Но о новой проблеме, возникшей перед нами - авторстве этой рецензии и о том, почему мы считаем, что ее автор не совпадает с автором статьи "Литературная новость", - немного позднее. А пока воспользуемся поводом вновь обратиться к ее, этой проблемы, источнику - третьей из сентябрьских "Журнальных заметок".

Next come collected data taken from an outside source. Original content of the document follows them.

// SPDX-License-Identifier: Apache-2.0
// Copyright 2025 Ankit Kumar Pandey

//! Typed state machines for quiescence and restart.
//!
//! vCPU lifecycle around a snapshot: Running → QuiesceRequested → Quiesced → Running.
//! Restart lifecycle: Loading → Validating → Reconstructing → Resuming, with
//! Failed as the error terminal. Invalid transitions result in StateTransitionError.

use std::time::Instant;

use serde::{Deserialize, Serialize};

use crate::error::StateTransitionError;

/// Per-vCPU state with respect to a stop-the-world request.
#[derive(Debug, Clone, Copy, PartialEq, Eq, Serialize, Deserialize)]
pub enum VcpuRunState {
    /// Executing guest steps.
    Running,

    /// Asked to stop at its next safepoint.
    QuiesceRequested,

    /// Parked at a safepoint; holds no guest state the capture cannot see.
    Quiesced,
}

impl VcpuRunState {
    /// Get the state name for error messages.
    pub const fn name(&self) -> &'static str {
        match self {
            Self::Running => "Running",
            Self::QuiesceRequested => "QuiesceRequested",
            Self::Quiesced => "Quiesced",
        }
    }

    /// Check if transition to the target state is valid.
    pub fn can_transition_to(&self, target: VcpuRunState) -> bool {
        matches!(
            (self, target),
            (Self::Running, Self::QuiesceRequested) |
            (Self::QuiesceRequested, Self::Quiesced) |
            // Cancelled before the vCPU reached its safepoint
            (Self::QuiesceRequested, Self::Running) |
            (Self::Quiesced, Self::Running)
        )
    }
}

impl std::fmt::Display for VcpuRunState {
    fn fmt(&self, f: &mut std::fmt::Formatter<'_>) -> std::fmt::Result {
        write!(f, "{}", self.name())
    }
}

/// Phases of a restart attempt.
#[derive(Debug, Clone, Copy, PartialEq, Eq, Serialize, Deserialize)]
pub enum RestartPhase {
    /// Reading the image from disk.
    Loading,

    /// Checking magic, version, architecture and section invariants.
    Validating,

    /// Rebuilding memory, signal state, descriptors and vCPUs.
    Reconstructing,

    /// vCPUs started; terminal success.
    Resuming,

    /// Aborted; terminal failure.
    Failed,
}

impl RestartPhase {
    /// Get the phase name for error messages.
    pub const fn name(&self) -> &'static str {
        match self {
            Self::Loading => "Loading",
            Self::Validating => "Validating",
            Self::Reconstructing => "Reconstructing",
            Self::Resuming => "Resuming",
            Self::Failed => "Failed",
        }
    }

    /// Terminal phases accept no further transitions.
    pub fn is_terminal(&self) -> bool {
        matches!(self, Self::Resuming | Self::Failed)
    }

    /// Check if transition to the target phase is valid.
    pub fn can_transition_to(&self, target: RestartPhase) -> bool {
        matches!(
            (self, target),
            (Self::Loading, Self::Validating)
                | (Self::Validating, Self::Reconstructing)
                | (Self::Reconstructing, Self::Resuming)
                | (Self::Loading, Self::Failed)
                | (Self::Validating, Self::Failed)
                | (Self::Reconstructing, Self::Failed)
        )
    }
}

impl std::fmt::Display for RestartPhase {
    fn fmt(&self, f: &mut std::fmt::Formatter<'_>) -> std::fmt::Result {
        write!(f, "{}", self.name())
    }
}

/// State machine for one restart attempt.
/// Enforces valid phase transitions and tracks timing.
#[derive(Debug)]
pub struct RestartStateMachine {
    subject: String,
    current: RestartPhase,
    started: Instant,
    last_transition: Instant,
    transition_count: u64,
}

impl RestartStateMachine {
    /// Create a new state machine for restarting the named image.
    pub fn new(subject: impl Into<String>) -> Self {
        let now = Instant::now();
        Self {
            subject: subject.into(),
            current: RestartPhase::Loading,
            started: now,
            last_transition: now,
            transition_count: 0,
        }
    }

    /// Get the current phase.
    pub fn phase(&self) -> RestartPhase {
        self.current
    }

    /// Get total number of transitions.
    pub fn transition_count(&self) -> u64 {
        self.transition_count
    }

    /// Time since the attempt started.
    pub fn elapsed(&self) -> std::time::Duration {
        self.started.elapsed()
    }

    /// Attempt to move to a new phase.
    pub fn transition_to(&mut self, target: RestartPhase) -> Result<(), StateTransitionError> {
        if self.current.is_terminal() {
            return Err(StateTransitionError::TerminalState {
                subject: self.subject.clone(),
                state: self.current.name(),
            });
        }

        if !self.current.can_transition_to(target) {
            return Err(StateTransitionError::InvalidTransition {
                subject: self.subject.clone(),
                from: self.current.name(),
                to: target.name(),
            });
        }

        tracing::debug!(
            image = %self.subject,
            from = self.current.name(),
            to = target.name(),
            phase_ms = self.last_transition.elapsed().as_millis() as u64,
            "Restart phase transition"
        );

        self.current = target;
        self.last_transition = Instant::now();
        self.transition_count += 1;

        Ok(())
    }

    /// Move to `Failed` from any non-terminal phase.
    pub fn fail(&mut self) {
        if !self.current.is_terminal() {
            tracing::debug!(
                image = %self.subject,
                from = self.current.name(),
                "Restart aborted"
            );
            self.current = RestartPhase::Failed;
            self.last_transition = Instant::now();
            self.transition_count += 1;
        }
    }
}

#[cfg(test)]
mod tests {
    use super::*;

    #[test]
    fn test_vcpu_transitions() {
        use VcpuRunState::*;
        assert!(Running.can_transition_to(QuiesceRequested));
        assert!(QuiesceRequested.can_transition_to(Quiesced));
        assert!(QuiesceRequested.can_transition_to(Running));
        assert!(Quiesced.can_transition_to(Running));

        assert!(!Running.can_transition_to(Quiesced));
        assert!(!Quiesced.can_transition_to(QuiesceRequested));
    }

    #[test]
    fn test_restart_happy_path() {
        let mut sm = RestartStateMachine::new("test_snap.snap");
        assert_eq!(sm.phase(), RestartPhase::Loading);

        sm.transition_to(RestartPhase::Validating).unwrap();
        sm.transition_to(RestartPhase::Reconstructing).unwrap();
        sm.transition_to(RestartPhase::Resuming).unwrap();
        assert_eq!(sm.phase(), RestartPhase::Resuming);
        assert_eq!(sm.transition_count(), 3);

        // Terminal
        assert!(sm.transition_to(RestartPhase::Failed).is_err());
    }

    #[test]
    fn test_restart_cannot_skip_validation() {
        let mut sm = RestartStateMachine::new("img");
        assert!(sm.transition_to(RestartPhase::Reconstructing).is_err());
        assert_eq!(sm.phase(), RestartPhase::Loading);
    }

    #[test]
    fn test_restart_fail_is_terminal() {
        let mut sm = RestartStateMachine::new("img");
        sm.transition_to(RestartPhase::Validating).unwrap();
        sm.fail();
        assert_eq!(sm.phase(), RestartPhase::Failed);
        assert!(sm.transition_to(RestartPhase::Reconstructing).is_err());

        // Idempotent
        sm.fail();
        assert_eq!(sm.transition_count(), 2);
    }
}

Потому что казусная коллизия, которая только намечается обнаруженным нами композиционным стыком этой рецензии и статьи "Литературная новость" (В.Л.Пушкин и его друзья-"карамзинисты" называюся в приведенной цитате... поэтами ПРОШЛОГО ВЕКА!), - в этой заметке ставится уже во главу угла, образует самый ее пафос.



*    *    *


Мы сказали, обосновывая робость нашей историко-литературной науки в отношении к наследию Пушкина, что творчество гения - это бесконечность и бездна. Теперь нужно добавить: в том числе, и - бездна времён; "времян". Наглядный пример тому мы видим в заметке 1834 года. И в этом - я нахожу еще один из атрибутирующих, то есть помогающих установить авторство признаков, содержащихся в этой статье. Мы прочитали в этой заметке о "методе взаимного прославления" Булгарина и его "клевретов" следующее: "Эта метода оказывает удивительные успехи".

Читаю эту фразу; слышу в этих словах что-то очень знакомое. Потом узнаю, хлопаю себя по лбу: ведь это же реплика героини актрисы Натальи Варлей, сказанная знаменитому "Шурику", актеру Александру Демьяненко: "Шурик, вы делаете поразительные успехи!" (по поводу упражнений в скалолазании).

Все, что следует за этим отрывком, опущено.